From 2005 to 2007, the leading industries in Spokane for the employed population 16 years and older were educational services, and health care, and social assistance, 25 percent, and retail trade, 12 percent. As of February 2020, the largest sectors for non–farm employment are education and health services, trade, transportation, and utilities, and government.

The top five employers in Spokane are the State of Washington, Spokane Public Schools, Providence Sacred Heart Medical Center and Children's Hospital, the 92nd Air Refueling Wing, and Spokane County.

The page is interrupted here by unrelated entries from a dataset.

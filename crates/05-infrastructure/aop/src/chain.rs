//! 代理链
//!
//! 每次调用创建一条新链；游标越过最后一个切面时执行目标方法。

use crate::aspect::{Aspect, JoinPoint};
use futures::future::BoxFuture;
use infrastructure_common::{Component, InvocationResult};
use std::sync::Arc;

/// 单次调用的代理链
pub struct ProxyChain<'a> {
    target: &'a dyn Component,
    join_point: &'a JoinPoint,
    aspects: &'a [Arc<dyn Aspect>],
    index: usize,
}

impl<'a> ProxyChain<'a> {
    /// 按顺序包裹目标，第一个切面在最外层
    pub fn new(
        target: &'a dyn Component,
        join_point: &'a JoinPoint,
        aspects: &'a [Arc<dyn Aspect>],
    ) -> Self {
        Self {
            target,
            join_point,
            aspects,
            index: 0,
        }
    }

    /// 执行下一个切面，没有剩余切面时调用目标方法
    pub fn proceed(&mut self) -> BoxFuture<'_, InvocationResult> {
        Box::pin(async move {
            let aspects = self.aspects;
            match aspects.get(self.index) {
                Some(aspect) => {
                    self.index += 1;
                    self.run_aspect(aspect.as_ref()).await
                }
                None => {
                    let join_point = self.join_point;
                    self.target
                        .invoke(&join_point.method.name, &join_point.args)
                        .await
                }
            }
        })
    }

    async fn run_aspect(&mut self, aspect: &dyn Aspect) -> InvocationResult {
        let join_point = self.join_point;

        aspect.begin(join_point);
        let result = if aspect.intercept(join_point) {
            self.around(aspect).await
        } else {
            self.proceed().await
        };
        aspect.end(join_point);

        result
    }

    async fn around(&mut self, aspect: &dyn Aspect) -> InvocationResult {
        let join_point = self.join_point;

        if let Err(error) = aspect.before(join_point).await {
            aspect.error(join_point, &error).await;
            return Err(error);
        }

        let value = match self.proceed().await {
            Ok(value) => value,
            Err(error) => {
                aspect.error(join_point, &error).await;
                return Err(error);
            }
        };

        if let Err(error) = aspect.after(join_point, &value).await {
            aspect.error(join_point, &error).await;
            return Err(error);
        }

        Ok(value)
    }
}
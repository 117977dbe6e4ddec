//! 配置文件与环境变量驱动的启动

use config_impl::EnvironmentConfigProvider;
use example_app::store::UserStore;
use example_app::classes;
use example_app::controller::USER_CONTROLLER;
use infrastructure_aop::{AspectFactory, AspectRegistration, AspectTarget, TimingAspect};
use infrastructure_common::{
    ClassId, ConfigError, DuplicateRoutePolicy, InfrastructureError, WeavingError, WeavingPolicy,
};
use infrastructure_composition::{Application, ApplicationBuilder};
use infrastructure_mvc::{InboundRequest, Reply};
use serde::Deserialize;
use std::path::Path;
use std::sync::Arc;

fn demo_builder() -> ApplicationBuilder {
    Application::builder().register_classes(classes(Arc::new(UserStore::seeded())))
}

fn write(dir: &Path, name: &str, content: &str) -> std::path::PathBuf {
    let path = dir.join(name);
    std::fs::write(&path, content).unwrap();
    path
}

fn missing_target() -> AspectRegistration {
    AspectRegistration::new(
        "audit",
        AspectTarget::Class(ClassId::new("demo::controller::AuditController")),
        AspectFactory::of::<TimingAspect>(),
    )
}

#[derive(Debug, Deserialize, PartialEq)]
struct Paging {
    page_size: u32,
    max_pages: u32,
}

#[tokio::test]
async fn test_toml_settings_and_custom_sections() {
    let dir = tempfile::tempdir().unwrap();
    let toml = write(
        dir.path(),
        "app.toml",
        r#"
[framework]
base_package = "demo"
context_path = "/app"
duplicate_routes = "overwrite"

[paging]
page_size = 20
max_pages = 5
"#,
    );

    let app = demo_builder()
        .add_config_toml(&toml)
        .unwrap()
        .build()
        .await
        .unwrap();

    assert_eq!(app.settings().context_path.as_deref(), Some("/app"));
    assert_eq!(
        app.settings().duplicate_routes,
        DuplicateRoutePolicy::Overwrite
    );
    assert_eq!(
        app.get_section::<Paging>("paging").await.unwrap(),
        Paging {
            page_size: 20,
            max_pages: 5
        }
    );
    assert!(matches!(
        app.dispatch(&InboundRequest::new("GET", "/app/userList"))
            .await
            .unwrap(),
        Some(Reply::Forward { .. })
    ));
}

#[tokio::test]
async fn test_environment_overrides_files() {
    let dir = tempfile::tempdir().unwrap();
    let toml = write(
        dir.path(),
        "app.toml",
        "[framework]\nbase_package = \"demo\"\ncontext_path = \"/toml\"\n",
    );
    let json = write(
        dir.path(),
        "app.json",
        r#"{ "framework": { "context_path": "/json", "view_path": "/views/" } }"#,
    );
    let env = EnvironmentConfigProvider::from_vars(
        "LORN",
        [("LORN__FRAMEWORK__CONTEXT_PATH", "/env")],
    );

    let app = demo_builder()
        .add_config_toml(&toml)
        .unwrap()
        .add_config_json(&json)
        .unwrap()
        .add_config_provider(env)
        .build()
        .await
        .unwrap();

    let settings = app.settings();
    assert_eq!(settings.base_package, "demo");
    assert_eq!(settings.context_path.as_deref(), Some("/env"));
    assert_eq!(settings.view_path, "/views/");
}

#[tokio::test]
async fn test_weaving_policy_from_configuration() {
    let dir = tempfile::tempdir().unwrap();
    let lenient = write(
        dir.path(),
        "lenient.toml",
        "[framework]\nbase_package = \"demo\"\nweaving = \"lenient\"\n",
    );
    let strict = write(
        dir.path(),
        "strict.toml",
        "[framework]\nbase_package = \"demo\"\nweaving = \"strict\"\n",
    );

    let app = demo_builder()
        .add_config_toml(&lenient)
        .unwrap()
        .add_aspect(missing_target())
        .build()
        .await
        .unwrap();
    assert_eq!(app.settings().weaving, WeavingPolicy::Lenient);
    assert!(app.weave_report().is_degraded());
    assert!(app
        .weave_report()
        .aspects_of(&ClassId::new(USER_CONTROLLER))
        .is_empty());
    // 降级后请求仍按无代理方式处理
    assert!(app
        .dispatch(&InboundRequest::new("GET", "/userList"))
        .await
        .unwrap()
        .is_some());

    let result = demo_builder()
        .add_config_toml(&strict)
        .unwrap()
        .add_aspect(missing_target())
        .build()
        .await;
    assert!(matches!(
        result,
        Err(InfrastructureError::WeavingError {
            source: WeavingError::AspectTargetNotFound { .. }
        })
    ));
}

#[tokio::test]
async fn test_invalid_settings_are_rejected() {
    let dir = tempfile::tempdir().unwrap();
    let toml = write(
        dir.path(),
        "app.toml",
        "[framework]\nbase_package = \"demo\"\ncontext_path = \"app\"\n",
    );

    let result = demo_builder()
        .add_config_toml(&toml)
        .unwrap()
        .build()
        .await;

    assert!(matches!(
        result,
        Err(InfrastructureError::ConfigError {
            source: ConfigError::ValidationError { .. }
        })
    ));
    assert!(demo_builder()
        .add_config_toml(dir.path().join("absent.toml"))
        .is_err());
}
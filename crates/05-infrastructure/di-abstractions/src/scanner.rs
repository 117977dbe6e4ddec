//! 组件扫描器抽象接口
//!
//! 提供按命名空间发现类的能力

use infrastructure_common::{ClassDefinition, ClassId, ComponentError};
use std::collections::BTreeSet;
use std::sync::Arc;

/// 类名来源 trait
///
/// 只负责列出某个命名空间（含子命名空间）下的类名，不负责定义类。
pub trait ClassSource: Send + Sync {
    /// 来源名称，用于日志
    fn name(&self) -> &str;

    /// 列出命名空间下的全部类
    fn list_classes(&self, namespace: &str) -> Result<Vec<ClassId>, ComponentError>;
}

/// 类加载器 trait
pub trait ClassLoader: Send + Sync {
    /// 加载类定义
    ///
    /// `initialize` 为真时，类的静态初始化代码在第一次加载时执行且只执行一次。
    fn load(&self, class_id: &ClassId, initialize: bool)
        -> Result<Arc<ClassDefinition>, ComponentError>;

    /// 类是否已定义
    fn contains(&self, class_id: &ClassId) -> bool;
}

/// 组件扫描器 trait
///
/// 调用方不关心类来自哪种来源；发现的每个类都以不初始化的方式加载。
pub trait ClassScanner: ClassLoader {
    /// 扫描命名空间，结果有序
    fn scan(&self, namespace: &str) -> Result<BTreeSet<ClassId>, ComponentError>;
}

Sizable companies with locations in the Spokane region include, BlueStar Technologies, Ciena, Cisco, F5, Goodrich Corporation, Honeywell, Itron, Kaiser Aluminum, Telect, and Triumph Composite Systems.

Among the top employers in Kootenai County include Kootenai Health (1,825 employees), Coeur d’Alene Tribal Casino (1,400 employees), and Coeur d’Alene School District (1,250 employees).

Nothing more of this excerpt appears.